Gerald Dean Rice's Blog, page 104

March 23, 2011

Night of the Loving Dead - pt 4

She hadn't seen the house on the way down because great willow trees had masked it in shadows set to either side and then the barn had blocked it from view once she had got down the hill. The house seemed to have been dropped anywhere just as the barn had, both buildings facing entirely different directions and not on level ground with each other. The barn looked worn and deteriorated while the house reflected the house light with some shade of off-white. The windows, roof and porch were detailed in a color that looked black from a distance until she got to the porch and saw it was dark brown.

The house had a ranch-style porch complete with a two-seater swing for wasting many a hot summer day. Even though it was made of metal it too was the same shade of brown as if they had had some of the dark brown paint left over. Jessie strode up the two steps to the porch and walked to the screen door that was half falling of its hinges. The inner door had been knocked in, a crested tear in the solid wood accompanied by a light indenture, and it rested at an angle suggesting something large was under it.

Despite an inner alarm, Jessie opened the screen door and entered.
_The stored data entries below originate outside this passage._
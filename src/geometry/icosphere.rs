//! Subdivided icosahedron.
//!
//! Starts from the 12 vertices and 20 faces of a regular icosahedron and
//! splits every face into four per subdivision round. Edge midpoints are
//! pushed back onto the unit sphere and shared between the two faces that
//! border the edge, so the vertex count follows `10 * 4^L + 2` exactly.

use std::collections::HashMap;

use glam::Vec3;

use super::mesh::{DrawMode, Mesh, MeshError};

/// Highest accepted subdivision level (about 21M triangles).
pub const MAX_SUBDIVISIONS: u32 = 10;

const X: f32 = 0.525_731_1;
const Z: f32 = 0.850_650_8;

const BASE_VERTICES: [[f32; 3]; 12] = [
    [-X, 0.0, Z],
    [X, 0.0, Z],
    [-X, 0.0, -Z],
    [X, 0.0, -Z],
    [0.0, Z, X],
    [0.0, Z, -X],
    [0.0, -Z, X],
    [0.0, -Z, -X],
    [Z, X, 0.0],
    [-Z, X, 0.0],
    [Z, -X, 0.0],
    [-Z, -X, 0.0],
];

const BASE_TRIANGLES: [[u32; 3]; 20] = [
    [0, 4, 1],
    [0, 9, 4],
    [9, 5, 4],
    [4, 5, 8],
    [4, 8, 1],
    [8, 10, 1],
    [8, 3, 10],
    [5, 3, 8],
    [5, 2, 3],
    [2, 7, 3],
    [7, 10, 3],
    [7, 6, 10],
    [7, 11, 6],
    [11, 0, 6],
    [0, 1, 6],
    [6, 1, 10],
    [9, 0, 11],
    [9, 11, 2],
    [9, 2, 5],
    [7, 2, 11],
];

/// Icosphere description. Call [`Icosphere::build`] to generate the mesh.
#[derive(Debug, Clone, Copy, PartialEq)]
pub struct Icosphere {
    center: Vec3,
    radius: f32,
    subdivisions: u32,
    draw_mode: DrawMode,
}

impl Icosphere {
    /// Validate the parameters of a new icosphere.
    ///
    /// Negative or excessive subdivision levels and radii that are not
    /// strictly positive are rejected.
    pub fn new(center: Vec3, radius: f32, subdivisions: i32) -> Result<Self, MeshError> {
        if !radius.is_finite() || radius <= 0.0 {
            return Err(MeshError::InvalidArgument {
                what: "radius",
                value: radius.to_string(),
            });
        }
        let subdivisions = u32::try_from(subdivisions)
            .ok()
            .filter(|&level| level <= MAX_SUBDIVISIONS)
            .ok_or_else(|| MeshError::InvalidArgument {
                what: "subdivision level",
                value: subdivisions.to_string(),
            })?;

        Ok(Self {
            center,
            radius,
            subdivisions,
            draw_mode: DrawMode::Triangles,
        })
    }

    pub fn with_draw_mode(mut self, draw_mode: DrawMode) -> Self {
        self.draw_mode = draw_mode;
        self
    }

    pub fn center(&self) -> Vec3 {
        self.center
    }

    pub fn radius(&self) -> f32 {
        self.radius
    }

    pub fn subdivisions(&self) -> u32 {
        self.subdivisions
    }

    /// Triangle count after all subdivision rounds: `20 * 4^L`.
    pub fn triangle_count(&self) -> usize {
        20 * 4usize.pow(self.subdivisions)
    }

    /// Vertex count after all subdivision rounds: `10 * 4^L + 2`.
    pub fn vertex_count(&self) -> usize {
        10 * 4usize.pow(self.subdivisions) + 2
    }

    /// Generate the mesh.
    ///
    /// Output is deterministic: midpoints are appended in the order their
    /// edge is first met while walking the previous round's triangles.
    pub fn build(&self) -> Mesh {
        let mut directions: Vec<Vec3> = Vec::with_capacity(self.vertex_count());
        directions.extend(BASE_VERTICES.iter().map(|&v| Vec3::from_array(v)));

        let mut triangles: Vec<[u32; 3]> = Vec::with_capacity(self.triangle_count());
        let mut next: Vec<[u32; 3]> = Vec::with_capacity(self.triangle_count());
        triangles.extend_from_slice(&BASE_TRIANGLES);

        for _ in 0..self.subdivisions {
            let mut midpoints = MidpointCache::with_capacity(triangles.len() * 3 / 2);
            next.clear();

            for &[v0, v1, v2] in &triangles {
                let m01 = midpoints.get_or_insert(v0, v1, &mut directions);
                let m12 = midpoints.get_or_insert(v1, v2, &mut directions);
                let m20 = midpoints.get_or_insert(v2, v0, &mut directions);

                next.push([v0, m01, m20]);
                next.push([m01, m12, m20]);
                next.push([m01, v1, m12]);
                next.push([m20, m12, v2]);
            }

            std::mem::swap(&mut triangles, &mut next);
        }

        let center = self.center.extend(1.0);
        let normals: Vec<[f32; 4]> = directions
            .iter()
            .map(|dir| dir.extend(0.0).to_array())
            .collect();
        let positions: Vec<[f32; 4]> = directions
            .iter()
            .map(|dir| (center + dir.extend(0.0) * self.radius).to_array())
            .collect();

        log::debug!("Created icosphere with {} vertices", positions.len());

        Mesh {
            indices: bytemuck::cast_slice::<[u32; 3], u32>(&triangles).to_vec(),
            positions,
            normals,
            draw_mode: self.draw_mode,
        }
    }
}

/// Midpoint vertex per undirected edge, scoped to one subdivision round.
struct MidpointCache {
    edges: HashMap<(u32, u32), u32>,
}

impl MidpointCache {
    fn with_capacity(capacity: usize) -> Self {
        Self {
            edges: HashMap::with_capacity(capacity),
        }
    }

    fn get_or_insert(&mut self, a: u32, b: u32, directions: &mut Vec<Vec3>) -> u32 {
        let key = if a < b { (a, b) } else { (b, a) };
        *self.edges.entry(key).or_insert_with(|| {
            let mid = (directions[a as usize] + directions[b as usize]).normalize();
            directions.push(mid);
            (directions.len() - 1) as u32
        })
    }
}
She looked around the room, painted either the same shade of off-white as the outside or a color very near, lit only by a television that was flipping through its preset channels automatically and not picking up any. The volume was turned all the way up, so the hiss was almost deafening if you faced the television directly. She picked up the phone on a nightstand and pressed it firmly to her ear. It was dead. Jessie looked down a short hallway off from this small living room and saw it lead nowhere except more darkness. The hallway directly across seemed to lead into a more wide-open room, but it too was dark. Maybe everyone was upstairs in bed.

Jessie began to walk up the stairs by the second hallway.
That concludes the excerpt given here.